Lord & Lady Capulet

People should not hold grudges so to avoid violence.

Act 1: Scene 1

Lord Capulet is speaking to Lady Capulet in response to her calling him too old to fight. He says, "My sword, I say! Old Montague is come and flourishes his blade in spite of me" (Shakespeare 996). Even though Lord Capulet is old and needs a cane, he is still willing to come to arms and die over a conflict who's roots are unknown. He looks foolish and is meant to, to supports the theme.

Act 3: Scene 1

Lady Capulet is speaking to the Prince. She claims Benvolio is lying to aide the Montagues. She says, "He is kinsmen to the Montague; affection make's him false, he speaks not true..." (Shakespeare 1050). Her nephew is dead and still bleeding upon the cold ground and instead of showing a bit of sadness or remorse, all she can do is fuel the feud that caused the killing in the first place. This shocking show of a lack of emotion shows again that the theme is one of truth. She is disrupting the telling of her nephews death to point all blame to her enemies.

Act 5: Scene 3

Lord Capulet is speaking to Lord Montague after the discovery of the bodies in the tomb. He says, "As rich shall by Romeo's by his lady's lie- poor sacrifices of our enmity!" (Shakespeare 1102). This is when both houses realize that the foolish continuing of their hate has cost them both their children.
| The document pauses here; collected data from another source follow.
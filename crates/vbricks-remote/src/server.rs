//! TCP server letting a peer engine drive this one.

use crate::error::Result;
use crate::handshake;
use crate::protocol::{Push, FAIL, OK};
use std::net::SocketAddr;
use tokio::io::{AsyncBufReadExt, AsyncWriteExt, BufReader};
use tokio::net::{TcpListener, TcpStream};
use tokio::sync::broadcast::error::RecvError;
use vbricks_core::{console, Engine, Outcome};

/// Remote-control server.
///
/// Serves one authenticated connection at a time; further clients wait in
/// the accept backlog until the current one hangs up.
pub struct RemoteServer {
    engine: Engine,
    password: String,
}

impl RemoteServer {
    pub fn new(engine: Engine, password: impl Into<String>) -> Self {
        Self {
            engine,
            password: password.into(),
        }
    }

    /// Bind `addr` and serve until the task is dropped.
    pub async fn listen(self, addr: SocketAddr) -> Result<()> {
        let listener = TcpListener::bind(addr).await?;
        self.serve(listener).await
    }

    /// Serve connections accepted on `listener`.
    ///
    /// Puts the engine in server mode: link checks are left to the
    /// controlling peer.
    pub async fn serve(self, listener: TcpListener) -> Result<()> {
        self.engine.run(|f| f.server_mode = true).await?;
        tracing::info!(addr = ?listener.local_addr().ok(), "Remote-control server listening");

        loop {
            let (stream, peer) = match listener.accept().await {
                Ok(accepted) => accepted,
                Err(e) => {
                    tracing::error!(error = %e, "Failed to accept connection");
                    continue;
                }
            };
            tracing::debug!(%peer, "Accepted connection");
            if let Err(e) = self.handle(stream, peer).await {
                tracing::warn!(%peer, error = %e, "Connection closed with error");
            } else {
                tracing::info!(%peer, "Remote client disconnected");
            }
        }
    }

    async fn handle(&self, stream: TcpStream, peer: SocketAddr) -> Result<()> {
        let mut stream = BufReader::new(stream);
        handshake::accept(&mut stream, &self.password, &peer.to_string()).await?;

        // Subscribe before the first command so no push is missed.
        let mut events = self.engine.subscribe();
        let (reader, mut writer) = tokio::io::split(stream);
        let mut lines = BufReader::new(reader).lines();

        loop {
            tokio::select! {
                line = lines.next_line() => {
                    let Some(line) = line? else {
                        return Ok(());
                    };
                    let line = line.trim().to_string();
                    if line.is_empty() {
                        continue;
                    }
                    let (outcome, output) = self.execute(line.clone()).await?;
                    if !output.is_empty() {
                        tracing::debug!(%peer, command = %line, output = %output.trim_end(), "Command output");
                    }
                    let reply = if outcome.is_ok() { OK } else { FAIL };
                    writer.write_all(format!("{reply}\n").as_bytes()).await?;
                    writer.flush().await?;
                    if outcome == Outcome::Quit {
                        return Ok(());
                    }
                }
                event = events.recv() => match event {
                    Ok(event) => {
                        if let Some(push) = Push::from_event(&event) {
                            writer.write_all(format!("{}\n", push.to_line()).as_bytes()).await?;
                            writer.flush().await?;
                        }
                    }
                    Err(RecvError::Lagged(skipped)) => {
                        tracing::warn!(%peer, skipped, "Dropped state notifications");
                    }
                    Err(RecvError::Closed) => return Ok(()),
                },
            }
        }
    }

    /// Run one line through the console interpreter.
    async fn execute(&self, line: String) -> Result<(Outcome, String)> {
        let (outcome, output) = self
            .engine
            .run(move |f| {
                let mut output = Vec::new();
                let outcome = console::parse(f, &line, &mut output);
                (outcome, output)
            })
            .await?;
        Ok((outcome, String::from_utf8_lossy(&output).into_owned()))
    }
}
This supports the theme because the grudge (enmity) has cost them both dearly in violence (poor sacrifices).

Act 1: Prologue

In the prologue it is stated, "From ancient grudge break to new mutiny, Where civil blood makes civil hands unclean....A pair of star-crossed lovers take their life....Doth with their death bury their parents strife, the fearful passage of their death-marked love..." (Shakespeare 992). This states the two groups intertwined with shared hate and how the children of each said group kill themselves in fear of the stated hate. Their death is what is required to end the hate. This is an example of pointless blood resulting of ancient anger. The theme exactly.